Nobel economics prize winner in Copenhagen

11/06-11 kl. 06:00 Research / Social Science
Dale Mortensen Photo: US embassy Sweden Dale Mortensen's matching theory has been used to describe processes such as job creation and the marriage market

Dale T. Mortensen to present lecture on »Markets with Search Friction and the Great Recession« Tuesday where he will also talk about his life in research

by Samuel Orozco

Potential buyers and sellers cannot always find each other in order to make a transaction.

In economics, professor Dale T. Mortensen is known for being one of the founders of the so-called matching theory, that deals with this problem.

He will talk next Tuesday 14 June at 15:00 in the Chr. Hansen Auditorium at the Faculty of Social Science buildings, CSS.
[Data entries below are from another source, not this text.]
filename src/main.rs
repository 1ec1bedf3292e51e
//! # Transcript Audit Service
//!
//! HTTP service that scores speech-to-text output against a reference
//! transcript using Word Error Rate.
//!
//! ## Application Architecture:
//! - **config**: Layered configuration (defaults, `config.toml`, environment)
//! - **state**: Shared application state and request metrics
//! - **health**: Probes and monitoring endpoints
//! - **middleware**: Request logging and metrics collection
//! - **handlers**: Audit, keyword and configuration endpoints
//! - **wer**: Text normalization, word alignment and WER scoring
//! - **provider**: Remote transcription providers (Deepgram)
//! - **store**: Key-value storage for keyword and keyterm lists
//! - **error**: Error types and their HTTP responses

mod config;
mod error;
mod handlers;
mod health;
mod middleware;
mod provider;
mod state;
mod store;
mod wer;

use actix_cors::Cors;
use actix_web::{web, App, HttpServer};
use anyhow::Result;
use config::AppConfig;
use provider::{DeepgramProvider, TranscriptionProvider};
use state::AppState;
use std::sync::atomic::{AtomicBool, Ordering};
use std::sync::Arc;
use store::InMemoryStore;
use tracing::{error, info, warn};
use tracing_actix_web::TracingLogger;
use tracing_subscriber::{layer::SubscriberExt, util::SubscriberInitExt};

/// Set once SIGTERM or SIGINT has been received.
static SHUTDOWN_SIGNAL: AtomicBool = AtomicBool::new(false);

#[actix_web::main]
async fn main() -> Result<()> {
    // A missing .env file is fine
    dotenv::dotenv().ok();

    init_tracing()?;

    let config = AppConfig::load()?;
    config.validate()?;

    info!("Starting transcript-audit v{}", env!("CARGO_PKG_VERSION"));
    info!("Configuration loaded: {}:{}", config.server.host, config.server.port);

    let provider = build_provider(&config)?;
    let app_state = AppState::new(config.clone(), provider, Arc::new(InMemoryStore::new()));
    let bind_addr = format!("{}:{}", config.server.host, config.server.port);

    setup_signal_handlers();

    info!("Starting HTTP server on {}", bind_addr);

    let server = HttpServer::new(move || {
        let cors = Cors::default()
            .allow_any_origin()
            .allow_any_method()
            .allow_any_header()
            .max_age(3600);

        // Middleware runs in reverse registration order on the way in
        App::new()
            .app_data(web::Data::new(app_state.clone()))
            .wrap(cors)
            .wrap(TracingLogger::default())
            .wrap(middleware::MetricsMiddleware)
            .wrap(middleware::RequestLogging)
            .configure(handlers::configure_routes)
    })
    .bind(&bind_addr)?
    .run();

    let server_handle = server.handle();
    let server_task = tokio::spawn(server);

    tokio::select! {
        result = server_task => {
            match result {
                Ok(server_result) => {
                    if let Err(e) = server_result {
                        error!("Server error: {}", e);
                    }
                }
                Err(e) => {
                    error!("Server task error: {}", e);
                }
            }
        }
        _ = wait_for_shutdown() => {
            info!("Shutdown signal received, stopping server...");
            server_handle.stop(true).await;
        }
    }

    info!("Server stopped gracefully");
    Ok(())
}

/// Logging is controlled by `RUST_LOG`, defaulting to
/// `transcript_audit=debug,actix_web=info`.
fn init_tracing() -> Result<()> {
    tracing_subscriber::registry()
        .with(
            tracing_subscriber::EnvFilter::try_from_default_env()
                .unwrap_or_else(|_| "transcript_audit=debug,actix_web=info".into()),
        )
        .with(tracing_subscriber::fmt::layer())
        .try_init()?;

    Ok(())
}

/// Without an API key the service still starts; text audits, keyword lists
/// and monitoring work, and audio audits answer with a configuration error.
fn build_provider(config: &AppConfig) -> Result<Option<Arc<dyn TranscriptionProvider>>> {
    if !config.provider_configured() {
        warn!("No transcription provider API key configured; audio audits are disabled");
        return Ok(None);
    }

    let provider = DeepgramProvider::from_config(&config.provider)?;
    info!(
        provider = provider.name(),
        model = %config.provider.model,
        "Transcription provider ready"
    );
    Ok(Some(Arc::new(provider)))
}

fn setup_signal_handlers() {
    tokio::spawn(async {
        use tokio::signal::unix::{signal, SignalKind};

        let (mut sigterm, mut sigint) = match (signal(SignalKind::terminate()), signal(SignalKind::interrupt())) {
            (Ok(term), Ok(int)) => (term, int),
            (Err(e), _) | (_, Err(e)) => {
                error!("Failed to install signal handlers: {}", e);
                return;
            }
        };

        tokio::select! {
            _ = sigterm.recv() => {
                info!("Received SIGTERM");
            }
            _ = sigint.recv() => {
                info!("Received SIGINT");
            }
        }

        SHUTDOWN_SIGNAL.store(true, Ordering::SeqCst);
    });
}

async fn wait_for_shutdown() {
    while !SHUTDOWN_SIGNAL.load(Ordering::SeqCst) {
        tokio::time::sleep(tokio::time::Duration::from_millis(100)).await;
    }
}
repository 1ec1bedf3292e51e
pub mod logging;
pub mod metrics;

pub use logging::RequestLogging;
pub use metrics::MetricsMiddleware;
Mortensen, professor at Northwestern University since 1965, was awarded the 2010 Nobel Prize in economics together with Peter Diamond from the London School of Economics and Christopher Pissarides from the MIT for 'their analysis of markets with search frictions'.

Career in labour economics, macroeconomics

According to the prize committee, their models 'help us understand the ways in which unemployment, job vacancies, and wages are affected by regulation and economic policy'.

Mortensen's theories have been particularly influential in labour economics and have been used to describe the creation of new jobs, the allocation of loans from banks to entrepreneurs, and even the formation of human relations such as marriage.

According to Robert Schimer from the University of Chicago, with the unemployment rate in the United States hovering near ten percent for the past year, the laureates’ work is more relevant than ever.